TASK INSTRUCTIONS:
Each record needs to be echoed exactly; can you do that?

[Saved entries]
•••

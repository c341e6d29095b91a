//! Time series store
//!
//! Holds the daily records sorted ascending by date. Built once from the
//! loaded dataset and read-only afterwards, so it can be shared freely
//! behind an `Arc` between the overlay, the dispatcher and the renderer.

use tracing::{debug, warn};

use crate::error::{CoreError, LoadReport};
use crate::models::{coerce_count, Coercion, DailyRecord, DateKey, Mode, RawRecord};

/// Ordered, immutable sequence of daily records
#[derive(Debug, Clone, Default)]
pub struct TimeSeriesStore {
    records: Vec<DailyRecord>,
}

impl TimeSeriesStore {
    /// Build from records in any order
    ///
    /// Uses a stable sort, so records sharing a date keep their input order.
    /// An empty input yields a valid empty store.
    pub fn build(mut records: Vec<DailyRecord>) -> Self {
        records.sort_by_key(|r| r.date);
        debug!(records = records.len(), "Time series store built");
        Self { records }
    }

    /// Validate raw dataset records and build the store
    ///
    /// Any malformed date rejects the whole input: sorting assumes every
    /// record has a date. Unusable mode values become zero and are noted
    /// in `report`.
    pub fn from_raw(raw: Vec<RawRecord>, report: &mut LoadReport) -> Result<Self, CoreError> {
        let mut records = Vec::with_capacity(raw.len());

        for (index, entry) in raw.iter().enumerate() {
            let date = DateKey::parse(entry.date.trim_matches('\u{feff}'))
                .map_err(|source| CoreError::InvalidRecord { index, source })?;

            let mut counts = [0u64; 4];
            for mode in Mode::ALL {
                let (value, coercion) = coerce_count(entry.field(mode));
                counts[mode.index()] = value;
                match coercion {
                    Coercion::Exact => {}
                    Coercion::Missing => report.values_coerced += 1,
                    Coercion::Invalid => {
                        report.values_coerced += 1;
                        warn!(%date, mode = mode.key(), "Unusable passenger count, using {}", value);
                        report.add_warning(
                            format!("record {} ({})", index, date),
                            format!("{} value is not a passenger count", mode.key()),
                        );
                    }
                }
            }

            records.push(DailyRecord::new(
                date, counts[0], counts[1], counts[2], counts[3],
            ));
        }

        report.records_loaded = records.len();
        Ok(Self::build(records))
    }

    pub fn len(&self) -> usize {
        self.records.len()
    }

    pub fn is_empty(&self) -> bool {
        self.records.is_empty()
    }

    /// Index of the most recent record
    pub fn last_index(&self) -> Option<usize> {
        self.records.len().checked_sub(1)
    }

    /// Bounds-checked access
    pub fn at(&self, index: usize) -> Result<&DailyRecord, CoreError> {
        self.records.get(index).ok_or(CoreError::IndexOutOfRange {
            index,
            len: self.records.len(),
        })
    }

    pub fn get(&self, index: usize) -> Option<&DailyRecord> {
        self.records.get(index)
    }

    /// Record just before `index`, absent at index 0 or out of range
    pub fn previous_of(&self, index: usize) -> Option<&DailyRecord> {
        if index == 0 || index >= self.records.len() {
            return None;
        }
        self.records.get(index - 1)
    }

    pub fn records(&self) -> &[DailyRecord] {
        &self.records
    }

    pub fn iter(&self) -> impl Iterator<Item = &DailyRecord> {
        self.records.iter()
    }

    pub fn dates(&self) -> Vec<DateKey> {
        self.records.iter().map(|r| r.date).collect()
    }

    /// Values of one mode aligned with store indices
    pub fn series(&self, mode: Mode) -> Vec<u64> {
        self.records.iter().map(|r| r.value(mode)).collect()
    }

    /// Daily totals aligned with store indices
    pub fn totals(&self) -> Vec<u64> {
        self.records.iter().map(DailyRecord::total).collect()
    }

    /// Largest single-mode value, used for the y axis
    pub fn max_mode_value(&self) -> u64 {
        self.records
            .iter()
            .flat_map(|r| Mode::ALL.map(|m| r.value(m)))
            .max()
            .unwrap_or(0)
    }

    /// Index of an exact date, if present
    pub fn position(&self, date: &DateKey) -> Option<usize> {
        self.records.binary_search_by_key(date, |r| r.date).ok()
    }
}

#[cfg(test)]
mod tests {
    use super::*;
    use serde_json::json;

    fn record(date: &str, bus: u64) -> DailyRecord {
        DailyRecord::new(DateKey::parse(date).unwrap(), bus, 0, 0, 0)
    }

    #[test]
    fn test_build_sorts_ascending() {
        let store = TimeSeriesStore::build(vec![
            record("03.06.2026", 3),
            record("01.06.2026", 1),
            record("31.05.2026", 0),
            record("02.06.2026", 2),
        ]);

        assert_eq!(store.len(), 4);
        for i in 0..store.len() - 1 {
            assert!(store.at(i).unwrap().date < store.at(i + 1).unwrap().date);
        }
        assert_eq!(store.series(Mode::Bus), vec![0, 1, 2, 3]);
    }

    #[test]
    fn test_build_is_stable_for_equal_dates() {
        let store = TimeSeriesStore::build(vec![
            record("02.06.2026", 7),
            record("01.06.2026", 1),
            record("02.06.2026", 8),
        ]);
        assert_eq!(store.series(Mode::Bus), vec![1, 7, 8]);
    }

    #[test]
    fn test_empty_store() {
        let store = TimeSeriesStore::build(Vec::new());
        assert!(store.is_empty());
        assert_eq!(store.last_index(), None);
        assert!(store.get(0).is_none());
        assert!(store.previous_of(0).is_none());
        assert_eq!(store.max_mode_value(), 0);
    }

    #[test]
    fn test_at_out_of_range() {
        let store = TimeSeriesStore::build(vec![record("01.06.2026", 1)]);
        assert!(matches!(
            store.at(1),
            Err(CoreError::IndexOutOfRange { index: 1, len: 1 })
        ));
    }

    #[test]
    fn test_previous_of() {
        let store = TimeSeriesStore::build(vec![record("01.06.2026", 1), record("02.06.2026", 2)]);
        assert!(store.previous_of(0).is_none());
        assert_eq!(store.previous_of(1).unwrap().bus, 1);
        assert!(store.previous_of(2).is_none());
    }

    #[test]
    fn test_position_finds_date() {
        let store = TimeSeriesStore::build(vec![record("02.06.2026", 2), record("01.06.2026", 1)]);
        assert_eq!(store.position(&DateKey::parse("02.06.2026").unwrap()), Some(1));
        assert_eq!(store.position(&DateKey::parse("03.06.2026").unwrap()), None);
    }

    #[test]
    fn test_from_raw_rejects_whole_set_on_bad_date() {
        let raw: Vec<RawRecord> = serde_json::from_value(json!([
            {"date": "01.06.2026", "bus": 1},
            {"date": "2026-06-02", "bus": 2}
        ]))
        .unwrap();

        let mut report = LoadReport::new();
        let err = TimeSeriesStore::from_raw(raw, &mut report).unwrap_err();
        assert!(matches!(err, CoreError::InvalidRecord { index: 1, .. }));
    }

    #[test]
    fn test_from_raw_coerces_missing_values() {
        let raw: Vec<RawRecord> = serde_json::from_value(json!([
            {"date": "02.06.2026", "bus": 150, "metro": null, "minibus": "n/a", "cable": 9},
            {"date": "01.06.2026", "bus": 100, "metro": 10, "minibus": 5, "cable": 1}
        ]))
        .unwrap();

        let mut report = LoadReport::new();
        let store = TimeSeriesStore::from_raw(raw, &mut report).unwrap();

        assert_eq!(store.len(), 2);
        assert_eq!(report.records_loaded, 2);
        assert_eq!(report.values_coerced, 2);
        assert_eq!(report.warnings().len(), 1);
        assert_eq!(store.at(1).unwrap().total(), 159);
    }
}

•••

COMPLETED TASK:
repository c341e6d29095b91a
//! Time series store
//!
//! Holds the daily records sorted ascending by date. Built once from the
//! loaded dataset and read-only afterwards, so it can be shared freely
//! behind an `Arc` between the overlay, the dispatcher and the renderer.

use tracing::{debug, warn};

use crate::error::{CoreError, LoadReport};
use crate::models::{coerce_count, Coercion, DailyRecord, DateKey, Mode, RawRecord};

/// Ordered, immutable sequence of daily records
#[derive(Debug, Clone, Default)]
pub struct TimeSeriesStore {
    records: Vec<DailyRecord>,
}

impl TimeSeriesStore {
    /// Build from records in any order
    ///
    /// Uses a stable sort, so records sharing a date keep their input order.
    /// An empty input yields a valid empty store.
    pub fn build(mut records: Vec<DailyRecord>) -> Self {
        records.sort_by_key(|r| r.date);
        debug!(records = records.len(), "Time series store built");
        Self { records }
    }

    /// Validate raw dataset records and build the store
    ///
    /// Any malformed date rejects the whole input: sorting assumes every
    /// record has a date. Unusable mode values become zero and are noted
    /// in `report`.
    pub fn from_raw(raw: Vec<RawRecord>, report: &mut LoadReport) -> Result<Self, CoreError> {
        let mut records = Vec::with_capacity(raw.len());

        for (index, entry) in raw.iter().enumerate() {
            let date = DateKey::parse(entry.date.trim_matches('\u{feff}'))
                .map_err(|source| CoreError::InvalidRecord { index, source })?;

            let mut counts = [0u64; 4];
            for mode in Mode::ALL {
                let (value, coercion) = coerce_count(entry.field(mode));
                counts[mode.index()] = value;
                match coercion {
                    Coercion::Exact => {}
                    Coercion::Missing => report.values_coerced += 1,
                    Coercion::Invalid => {
                        report.values_coerced += 1;
                        warn!(%date, mode = mode.key(), "Unusable passenger count, using {}", value);
                        report.add_warning(
                            format!("record {} ({})", index, date),
                            format!("{} value is not a passenger count", mode.key()),
                        );
                    }
                }
            }

            records.push(DailyRecord::new(
                date, counts[0], counts[1], counts[2], counts[3],
            ));
        }

        report.records_loaded = records.len();
        Ok(Self::build(records))
    }

    pub fn len(&self) -> usize {
        self.records.len()
    }

    pub fn is_empty(&self) -> bool {
        self.records.is_empty()
    }

    /// Index of the most recent record
    pub fn last_index(&self) -> Option<usize> {
        self.records.len().checked_sub(1)
    }

    /// Bounds-checked access
    pub fn at(&self, index: usize) -> Result<&DailyRecord, CoreError> {
        self.records.get(index).ok_or(CoreError::IndexOutOfRange {
            index,
            len: self.records.len(),
        })
    }

    pub fn get(&self, index: usize) -> Option<&DailyRecord> {
        self.records.get(index)
    }

    /// Record just before `index`, absent at index 0 or out of range
    pub fn previous_of(&self, index: usize) -> Option<&DailyRecord> {
        if index == 0 || index >= self.records.len() {
            return None;
        }
        self.records.get(index - 1)
    }

    pub fn records(&self) -> &[DailyRecord] {
        &self.records
    }

    pub fn iter(&self) -> impl Iterator<Item = &DailyRecord> {
        self.records.iter()
    }

    pub fn dates(&self) -> Vec<DateKey> {
        self.records.iter().map(|r| r.date).collect()
    }

    /// Values of one mode aligned with store indices
    pub fn series(&self, mode: Mode) -> Vec<u64> {
        self.records.iter().map(|r| r.value(mode)).collect()
    }

    /// Daily totals aligned with store indices
    pub fn totals(&self) -> Vec<u64> {
        self.records.iter().map(DailyRecord::total).collect()
    }

    /// Largest single-mode value, used for the y axis
    pub fn max_mode_value(&self) -> u64 {
        self.records
            .iter()
            .flat_map(|r| Mode::ALL.map(|m| r.value(m)))
            .max()
            .unwrap_or(0)
    }

    /// Index of an exact date, if present
    pub fn position(&self, date: &DateKey) -> Option<usize> {
        self.records.binary_search_by_key(date, |r| r.date).ok()
    }
}

#[cfg(test)]
mod tests {
    use super::*;
    use serde_json::json;

    fn record(date: &str, bus: u64) -> DailyRecord {
        DailyRecord::new(DateKey::parse(date).unwrap(), bus, 0, 0, 0)
    }

    #[test]
    fn test_build_sorts_ascending() {
        let store = TimeSeriesStore::build(vec![
            record("03.06.2026", 3),
            record("01.06.2026", 1),
            record("31.05.2026", 0),
            record("02.06.2026", 2),
        ]);

        assert_eq!(store.len(), 4);
        for i in 0..store.len() - 1 {
            assert!(store.at(i).unwrap().date < store.at(i + 1).unwrap().date);
        }
        assert_eq!(store.series(Mode::Bus), vec![0, 1, 2, 3]);
    }

    #[test]
    fn test_build_is_stable_for_equal_dates() {
        let store = TimeSeriesStore::build(vec![
            record("02.06.2026", 7),
            record("01.06.2026", 1),
            record("02.06.2026", 8),
        ]);
        assert_eq!(store.series(Mode::Bus), vec![1, 7, 8]);
    }

    #[test]
    fn test_empty_store() {
        let store = TimeSeriesStore::build(Vec::new());
        assert!(store.is_empty());
        assert_eq!(store.last_index(), None);
        assert!(store.get(0).is_none());
        assert!(store.previous_of(0).is_none());
        assert_eq!(store.max_mode_value(), 0);
    }

    #[test]
    fn test_at_out_of_range() {
        let store = TimeSeriesStore::build(vec![record("01.06.2026", 1)]);
        assert!(matches!(
            store.at(1),
            Err(CoreError::IndexOutOfRange { index: 1, len: 1 })
        ));
    }

    #[test]
    fn test_previous_of() {
        let store = TimeSeriesStore::build(vec![record("01.06.2026", 1), record("02.06.2026", 2)]);
        assert!(store.previous_of(0).is_none());
        assert_eq!(store.previous_of(1).unwrap().bus, 1);
        assert!(store.previous_of(2).is_none());
    }

    #[test]
    fn test_position_finds_date() {
        let store = TimeSeriesStore::build(vec![record("02.06.2026", 2), record("01.06.2026", 1)]);
        assert_eq!(store.position(&DateKey::parse("02.06.2026").unwrap()), Some(1));
        assert_eq!(store.position(&DateKey::parse("03.06.2026").unwrap()), None);
    }

    #[test]
    fn test_from_raw_rejects_whole_set_on_bad_date() {
        let raw: Vec<RawRecord> = serde_json::from_value(json!([
            {"date": "01.06.2026", "bus": 1},
            {"date": "2026-06-02", "bus": 2}
        ]))
        .unwrap();

        let mut report = LoadReport::new();
        let err = TimeSeriesStore::from_raw(raw, &mut report).unwrap_err();
        assert!(matches!(err, CoreError::InvalidRecord { index: 1, .. }));
    }

    #[test]
    fn test_from_raw_coerces_missing_values() {
        let raw: Vec<RawRecord> = serde_json::from_value(json!([
            {"date": "02.06.2026", "bus": 150, "metro": null, "minibus": "n/a", "cable": 9},
            {"date": "01.06.2026", "bus": 100, "metro": 10, "minibus": 5, "cable": 1}
        ]))
        .unwrap();

        let mut report = LoadReport::new();
        let store = TimeSeriesStore::from_raw(raw, &mut report).unwrap();

        assert_eq!(store.len(), 2);
        assert_eq!(report.records_loaded, 2);
        assert_eq!(report.values_coerced, 2);
        assert_eq!(report.warnings().len(), 1);
        assert_eq!(store.at(1).unwrap().total(), 159);
    }
}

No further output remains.